(Beginning of Source material)
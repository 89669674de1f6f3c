use super::options::CellOptions;
use super::watch::{WatchGuard, Watchers};
use crate::codec::{decode, encode};
use crate::error::Result;
use crate::storage::{Notification, Storage, Subscription};
use serde::de::DeserializeOwned;
use serde::Serialize;
use std::sync::{Arc, PoisonError, RwLock};
use tracing::debug;

/// Values a cell can persist.
pub trait CellValue: Serialize + DeserializeOwned + Clone + PartialEq + Send + Sync + 'static {}

impl<T> CellValue for T where T: Serialize + DeserializeOwned + Clone + PartialEq + Send + Sync + 'static {}

/// State shared between a cell and its notification listener.
struct CellState<T> {
    key: String,
    value: RwLock<Option<T>>,
    initial_state: Option<T>,
    watchers: Arc<Watchers<Option<T>>>,
}

impl<T: CellValue> CellState<T> {
    fn get(&self) -> Option<T> {
        self.value
            .read()
            .unwrap_or_else(PoisonError::into_inner)
            .clone()
    }

    /// Store `next` and tell watchers if it differs from the cached value.
    fn replace(&self, next: Option<T>) {
        {
            let mut value = self.value.write().unwrap_or_else(PoisonError::into_inner);
            if *value == next {
                return;
            }
            *value = next.clone();
        }
        debug!(key = %self.key, "cell value changed");
        self.watchers.notify(&next);
    }

    fn on_notification(&self, notification: &Notification) -> Result<()> {
        if notification.key != self.key {
            return Ok(());
        }
        let decoded: Option<T> = decode(&self.key, notification.new_value.as_deref())?;
        let differs = *self.value.read().unwrap_or_else(PoisonError::into_inner) != decoded;
        if differs {
            self.replace(decoded.or_else(|| self.initial_state.clone()));
        }
        Ok(())
    }
}

/// The last-known value of one store key, as seen by one observer.
///
/// A cell reads the store once when created. Writes go through the store and
/// notify every listener in the context, this cell included. With
/// `sync` enabled (the default) the cell follows notifications for its key;
/// without it the cell only changes through its own writes.
///
/// Creating a cell for a key with no entry seeds the store with the encoded
/// `initial_state`. If an entry already exists, `initial_state` is ignored.
///
/// # Examples
///
/// ```
/// use kvcell::storage::Storage;
/// use kvcell::{CellOptions, ValueCell};
///
/// let storage = Storage::in_memory();
/// let a = ValueCell::new(&storage, "volume", CellOptions::new().initial_state(3)).unwrap();
/// let b: ValueCell<i32> = ValueCell::new(&storage, "volume", CellOptions::new()).unwrap();
///
/// a.update(|v| v.copied().unwrap_or(0) + 1).unwrap();
/// assert_eq!(a.get(), Some(4));
/// assert_eq!(b.get(), Some(4));
/// assert_eq!(storage.read("volume").as_deref(), Some("4"));
/// ```
pub struct ValueCell<T> {
    state: Arc<CellState<T>>,
    storage: Storage,
    subscription: Option<Subscription>,
}

impl<T: CellValue> ValueCell<T> {
    /// Create a cell for `key` in `storage`.
    ///
    /// Fails if the stored entry cannot be decoded, or if seeding the store
    /// fails.
    pub fn new(storage: &Storage, key: impl Into<String>, options: CellOptions<T>) -> Result<Self> {
        let key = key.into();
        let CellOptions {
            initial_state,
            sync,
        } = options;

        let raw = storage.read(&key);
        let stored: Option<T> = decode(&key, raw.as_deref())?;

        let state = Arc::new(CellState {
            value: RwLock::new(stored.or_else(|| initial_state.clone())),
            key,
            initial_state,
            watchers: Watchers::new(),
        });

        let subscription = sync.then(|| {
            let state = Arc::clone(&state);
            storage.subscribe(move |notification| state.on_notification(notification))
        });

        let cell = Self {
            state,
            storage: storage.clone(),
            subscription,
        };

        if raw.is_none() && storage.is_available() {
            let seed = encode(cell.state.initial_state.as_ref())?;
            debug!(key = %cell.state.key, seed = %seed, "seeding empty key");
            storage.write(&cell.state.key, &seed)?;
        }

        Ok(cell)
    }

    /// Get a clone of the cached value.
    pub fn get(&self) -> Option<T> {
        self.state.get()
    }

    /// Read the cached value with a function.
    ///
    /// `f` runs on a snapshot, so it may write to this cell.
    pub fn with<R>(&self, f: impl FnOnce(Option<&T>) -> R) -> R {
        let value = self.get();
        f(value.as_ref())
    }

    /// Write `value` through the store.
    pub fn set(&self, value: T) -> Result<()> {
        self.store(Some(value))
    }

    /// Write the result of applying `f` to the cached value.
    ///
    /// `f` sees this cell's cached value, not a fresh store read.
    pub fn update(&self, f: impl FnOnce(Option<&T>) -> T) -> Result<()> {
        let current = self.get();
        self.store(Some(f(current.as_ref())))
    }

    /// Write the absent value through the store.
    pub fn unset(&self) -> Result<()> {
        self.store(None)
    }

    fn store(&self, next: Option<T>) -> Result<()> {
        if !self.storage.is_available() {
            return Ok(());
        }
        let encoded = encode(next.as_ref())?;
        self.storage.persist(&self.state.key, &encoded)?;
        // Once persisted the write stands, even if a listener rejects it.
        let delivered = self.storage.broadcast(&self.state.key, Some(encoded.as_str()));
        self.state.replace(next);
        delivered
    }

    /// Watch the cached value.
    ///
    /// `callback` runs immediately with the current value and again after
    /// every change, until the guard is dropped.
    pub fn watch<F>(&self, callback: F) -> WatchGuard
    where
        F: Fn(&Option<T>) + Send + Sync + 'static,
    {
        self.state.watchers.watch(&self.get(), callback)
    }

    pub fn key(&self) -> &str {
        &self.state.key
    }

    /// Whether this cell follows notifications.
    pub fn is_synced(&self) -> bool {
        self.subscription.is_some()
    }
}

/// Create a [`ValueCell`] in the current context.
///
/// See [`Storage::current`].
pub fn create_value_cell<T: CellValue>(
    key: impl Into<String>,
    options: CellOptions<T>,
) -> Result<ValueCell<T>> {
    ValueCell::new(&Storage::current(), key, options)
}
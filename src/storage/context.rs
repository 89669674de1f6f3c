use super::storage::Storage;
use std::cell::RefCell;
use std::sync::OnceLock;

// Thread-local stack of installed contexts
thread_local! {
    static STORAGE_STACK: RefCell<Vec<Storage>> = const { RefCell::new(Vec::new()) };
}

impl Storage {
    /// The process-wide fallback context.
    ///
    /// It has no store, so cells created without an installed context behave
    /// as in a headless environment.
    pub fn global() -> Storage {
        static GLOBAL: OnceLock<Storage> = OnceLock::new();
        GLOBAL.get_or_init(Storage::unavailable).clone()
    }

    /// The innermost context installed on this thread, or [`Storage::global`].
    pub fn current() -> Storage {
        STORAGE_STACK.with(|stack| {
            stack
                .borrow()
                .last()
                .cloned()
                .unwrap_or_else(Self::global)
        })
    }

    /// Run `f` with `storage` as the current context.
    ///
    /// # Examples
    ///
    /// ```
    /// use kvcell::storage::Storage;
    /// use kvcell::{create_value_cell, CellOptions};
    ///
    /// let storage = Storage::in_memory();
    /// Storage::with_storage(storage.clone(), || {
    ///     let cell = create_value_cell("count", CellOptions::new().initial_state(1)).unwrap();
    ///     assert_eq!(cell.get(), Some(1));
    /// });
    /// assert_eq!(storage.read("count").as_deref(), Some("1"));
    /// ```
    pub fn with_storage<F, R>(storage: Storage, f: F) -> R
    where
        F: FnOnce() -> R,
    {
        STORAGE_STACK.with(|stack| {
            stack.borrow_mut().push(storage);
        });

        let result = std::panic::catch_unwind(std::panic::AssertUnwindSafe(f));

        STORAGE_STACK.with(|stack| {
            stack.borrow_mut().pop();
        });

        match result {
            Ok(r) => r,
            Err(e) => std::panic::resume_unwind(e),
        }
    }
}

#[cfg(test)]
mod tests {
    use super::*;

    #[test]
    fn global_is_headless() {
        assert!(!Storage::global().is_available());
        assert!(!Storage::current().is_available());
    }

    #[test]
    fn nested_contexts_restore_outer() {
        let outer = Storage::in_memory();
        let inner = Storage::in_memory();

        Storage::with_storage(outer.clone(), || {
            Storage::current().write("k", "\"outer\"").unwrap();
            Storage::with_storage(inner.clone(), || {
                Storage::current().write("k", "\"inner\"").unwrap();
            });
            assert_eq!(Storage::current().read("k").as_deref(), Some("\"outer\""));
        });

        assert_eq!(inner.read("k").as_deref(), Some("\"inner\""));
        assert!(!Storage::current().is_available());
    }

    #[test]
    fn panic_pops_context() {
        let result = std::panic::catch_unwind(|| {
            Storage::with_storage(Storage::in_memory(), || panic!("boom"));
        });
        assert!(result.is_err());
        assert!(!Storage::current().is_available());
    }
}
(End of Source material)
→ **Activity**
Pull out every line of the entries that includes the word "debug".

→ **Written solution**
use tracing::debug;
        debug!(key = %self.key, "cell value changed");
            debug!(key = %cell.state.key, seed = %seed, "seeding empty key");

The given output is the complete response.